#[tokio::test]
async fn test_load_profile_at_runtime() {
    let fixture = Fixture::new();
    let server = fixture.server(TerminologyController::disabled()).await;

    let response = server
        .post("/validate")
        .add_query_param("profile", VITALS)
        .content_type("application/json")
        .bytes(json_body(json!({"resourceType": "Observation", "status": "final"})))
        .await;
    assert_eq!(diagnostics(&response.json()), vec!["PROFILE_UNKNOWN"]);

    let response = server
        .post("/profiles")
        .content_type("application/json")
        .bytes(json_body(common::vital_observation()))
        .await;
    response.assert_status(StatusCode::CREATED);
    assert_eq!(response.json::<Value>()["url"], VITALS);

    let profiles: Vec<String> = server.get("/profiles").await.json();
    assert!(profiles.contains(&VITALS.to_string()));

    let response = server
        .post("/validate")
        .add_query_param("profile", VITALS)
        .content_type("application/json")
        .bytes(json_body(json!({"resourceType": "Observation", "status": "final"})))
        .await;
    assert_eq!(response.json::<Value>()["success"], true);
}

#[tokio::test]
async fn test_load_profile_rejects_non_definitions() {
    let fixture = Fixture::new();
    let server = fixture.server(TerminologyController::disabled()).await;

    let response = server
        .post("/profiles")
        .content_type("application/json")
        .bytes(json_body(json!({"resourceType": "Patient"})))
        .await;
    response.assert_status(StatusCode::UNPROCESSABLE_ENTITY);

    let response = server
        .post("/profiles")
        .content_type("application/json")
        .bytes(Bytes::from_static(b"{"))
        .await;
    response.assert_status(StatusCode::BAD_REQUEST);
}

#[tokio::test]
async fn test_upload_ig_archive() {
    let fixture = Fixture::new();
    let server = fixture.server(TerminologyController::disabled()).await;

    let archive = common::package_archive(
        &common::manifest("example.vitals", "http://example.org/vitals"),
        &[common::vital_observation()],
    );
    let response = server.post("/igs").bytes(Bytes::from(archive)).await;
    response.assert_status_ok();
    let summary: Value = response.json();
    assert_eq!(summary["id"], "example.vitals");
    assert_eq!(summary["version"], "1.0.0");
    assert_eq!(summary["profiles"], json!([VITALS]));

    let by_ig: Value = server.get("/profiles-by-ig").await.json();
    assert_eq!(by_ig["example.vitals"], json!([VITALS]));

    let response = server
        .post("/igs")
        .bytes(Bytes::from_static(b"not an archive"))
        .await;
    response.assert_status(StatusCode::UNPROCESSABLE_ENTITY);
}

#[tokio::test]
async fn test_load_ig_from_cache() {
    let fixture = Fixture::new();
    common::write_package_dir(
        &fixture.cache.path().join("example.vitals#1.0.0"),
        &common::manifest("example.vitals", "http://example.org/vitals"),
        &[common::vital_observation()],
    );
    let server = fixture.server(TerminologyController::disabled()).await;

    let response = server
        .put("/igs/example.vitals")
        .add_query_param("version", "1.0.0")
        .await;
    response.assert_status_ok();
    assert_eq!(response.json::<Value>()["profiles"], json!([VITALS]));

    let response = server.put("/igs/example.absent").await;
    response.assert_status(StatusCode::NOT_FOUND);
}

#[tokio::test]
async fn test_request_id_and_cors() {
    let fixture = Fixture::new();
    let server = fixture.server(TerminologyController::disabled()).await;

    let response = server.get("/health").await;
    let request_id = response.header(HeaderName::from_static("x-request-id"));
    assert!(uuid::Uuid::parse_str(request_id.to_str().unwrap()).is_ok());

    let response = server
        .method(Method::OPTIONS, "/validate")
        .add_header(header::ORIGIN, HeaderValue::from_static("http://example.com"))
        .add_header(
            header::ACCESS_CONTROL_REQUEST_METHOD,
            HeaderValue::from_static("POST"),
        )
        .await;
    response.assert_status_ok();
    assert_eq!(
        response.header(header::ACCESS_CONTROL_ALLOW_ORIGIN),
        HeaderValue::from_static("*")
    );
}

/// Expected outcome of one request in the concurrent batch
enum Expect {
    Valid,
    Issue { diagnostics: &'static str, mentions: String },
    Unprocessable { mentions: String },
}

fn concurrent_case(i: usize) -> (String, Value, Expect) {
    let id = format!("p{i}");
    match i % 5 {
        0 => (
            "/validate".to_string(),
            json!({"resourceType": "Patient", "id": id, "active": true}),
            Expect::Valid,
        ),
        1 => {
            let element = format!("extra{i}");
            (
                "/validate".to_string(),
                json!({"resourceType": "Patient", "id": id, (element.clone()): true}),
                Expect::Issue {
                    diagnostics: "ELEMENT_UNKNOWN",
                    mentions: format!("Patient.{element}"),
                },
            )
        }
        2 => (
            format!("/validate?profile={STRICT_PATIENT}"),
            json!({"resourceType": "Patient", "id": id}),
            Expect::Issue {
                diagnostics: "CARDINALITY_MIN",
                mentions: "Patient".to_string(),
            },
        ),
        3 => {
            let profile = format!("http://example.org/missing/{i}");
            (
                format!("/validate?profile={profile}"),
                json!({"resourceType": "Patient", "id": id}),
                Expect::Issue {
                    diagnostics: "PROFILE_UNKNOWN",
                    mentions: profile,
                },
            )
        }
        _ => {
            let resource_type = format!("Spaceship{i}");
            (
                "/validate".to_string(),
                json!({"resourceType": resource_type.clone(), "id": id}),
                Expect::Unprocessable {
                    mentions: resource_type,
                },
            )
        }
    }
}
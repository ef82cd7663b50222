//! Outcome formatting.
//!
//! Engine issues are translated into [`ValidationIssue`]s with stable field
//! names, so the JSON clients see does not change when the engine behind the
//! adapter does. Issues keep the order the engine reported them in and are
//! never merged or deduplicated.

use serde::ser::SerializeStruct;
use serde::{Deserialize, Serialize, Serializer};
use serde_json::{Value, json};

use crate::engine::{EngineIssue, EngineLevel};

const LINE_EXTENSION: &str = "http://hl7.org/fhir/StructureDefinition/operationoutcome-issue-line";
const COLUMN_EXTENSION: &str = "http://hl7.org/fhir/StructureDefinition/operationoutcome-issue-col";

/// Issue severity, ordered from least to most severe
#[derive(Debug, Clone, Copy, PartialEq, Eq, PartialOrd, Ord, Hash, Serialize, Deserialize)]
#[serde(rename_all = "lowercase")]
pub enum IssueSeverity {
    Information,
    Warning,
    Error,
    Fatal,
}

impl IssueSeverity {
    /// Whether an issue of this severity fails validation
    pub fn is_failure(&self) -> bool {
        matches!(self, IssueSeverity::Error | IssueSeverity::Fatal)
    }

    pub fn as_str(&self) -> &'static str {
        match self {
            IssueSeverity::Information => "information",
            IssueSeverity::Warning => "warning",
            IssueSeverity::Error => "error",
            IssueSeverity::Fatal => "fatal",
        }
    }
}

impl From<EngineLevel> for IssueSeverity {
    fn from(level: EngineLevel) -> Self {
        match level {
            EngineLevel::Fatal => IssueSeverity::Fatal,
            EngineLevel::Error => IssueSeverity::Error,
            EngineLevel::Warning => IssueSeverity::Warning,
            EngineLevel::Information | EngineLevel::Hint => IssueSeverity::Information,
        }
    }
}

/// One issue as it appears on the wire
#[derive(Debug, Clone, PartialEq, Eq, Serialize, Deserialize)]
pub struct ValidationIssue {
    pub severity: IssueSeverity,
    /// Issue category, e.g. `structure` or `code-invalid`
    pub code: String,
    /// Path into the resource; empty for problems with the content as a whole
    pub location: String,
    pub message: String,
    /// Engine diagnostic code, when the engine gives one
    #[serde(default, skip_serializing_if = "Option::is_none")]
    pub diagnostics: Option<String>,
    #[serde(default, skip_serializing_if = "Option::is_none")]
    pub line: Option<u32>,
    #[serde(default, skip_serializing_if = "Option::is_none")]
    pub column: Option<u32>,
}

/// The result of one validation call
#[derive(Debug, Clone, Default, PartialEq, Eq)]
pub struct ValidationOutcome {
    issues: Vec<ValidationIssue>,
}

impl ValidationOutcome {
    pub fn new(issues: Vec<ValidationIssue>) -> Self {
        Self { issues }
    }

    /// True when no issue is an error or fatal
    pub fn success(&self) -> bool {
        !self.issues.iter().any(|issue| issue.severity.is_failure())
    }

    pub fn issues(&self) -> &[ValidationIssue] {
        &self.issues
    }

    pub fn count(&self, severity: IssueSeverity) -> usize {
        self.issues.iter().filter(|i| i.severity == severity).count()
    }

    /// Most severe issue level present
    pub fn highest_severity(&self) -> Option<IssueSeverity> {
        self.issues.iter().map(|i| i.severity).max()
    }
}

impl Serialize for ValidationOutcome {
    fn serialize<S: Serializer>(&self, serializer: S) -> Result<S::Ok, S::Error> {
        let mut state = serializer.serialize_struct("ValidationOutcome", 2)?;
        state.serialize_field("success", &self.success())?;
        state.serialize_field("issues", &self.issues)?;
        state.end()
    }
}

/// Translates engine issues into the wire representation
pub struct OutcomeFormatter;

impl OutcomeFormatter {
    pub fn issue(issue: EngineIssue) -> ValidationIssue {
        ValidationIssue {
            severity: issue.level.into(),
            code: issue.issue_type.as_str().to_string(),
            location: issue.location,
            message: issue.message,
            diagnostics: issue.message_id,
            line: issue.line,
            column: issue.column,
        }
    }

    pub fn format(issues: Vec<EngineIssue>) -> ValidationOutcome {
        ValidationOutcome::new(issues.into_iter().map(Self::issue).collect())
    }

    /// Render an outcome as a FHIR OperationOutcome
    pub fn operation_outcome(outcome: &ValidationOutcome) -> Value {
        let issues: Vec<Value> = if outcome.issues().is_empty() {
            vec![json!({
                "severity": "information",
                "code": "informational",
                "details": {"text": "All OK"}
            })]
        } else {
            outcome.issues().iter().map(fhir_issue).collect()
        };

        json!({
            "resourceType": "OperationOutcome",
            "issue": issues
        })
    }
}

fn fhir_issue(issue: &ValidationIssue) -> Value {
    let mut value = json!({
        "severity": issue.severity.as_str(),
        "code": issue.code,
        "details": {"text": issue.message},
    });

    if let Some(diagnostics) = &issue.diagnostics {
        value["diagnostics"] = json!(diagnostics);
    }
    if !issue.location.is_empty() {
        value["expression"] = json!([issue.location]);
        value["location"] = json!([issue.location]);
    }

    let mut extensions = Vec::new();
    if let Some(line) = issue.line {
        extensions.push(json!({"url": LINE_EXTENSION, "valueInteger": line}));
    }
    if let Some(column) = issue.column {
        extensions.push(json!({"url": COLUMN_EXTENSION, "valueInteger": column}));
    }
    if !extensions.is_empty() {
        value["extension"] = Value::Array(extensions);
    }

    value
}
------------------------------------------------------------------------
## Work to complete
Each line in the listing that contains "when" should be returned.

## Solution below
//! names, so the JSON clients see does not change when the engine behind the
    /// Engine diagnostic code, when the engine gives one
    /// True when no issue is an error or fatal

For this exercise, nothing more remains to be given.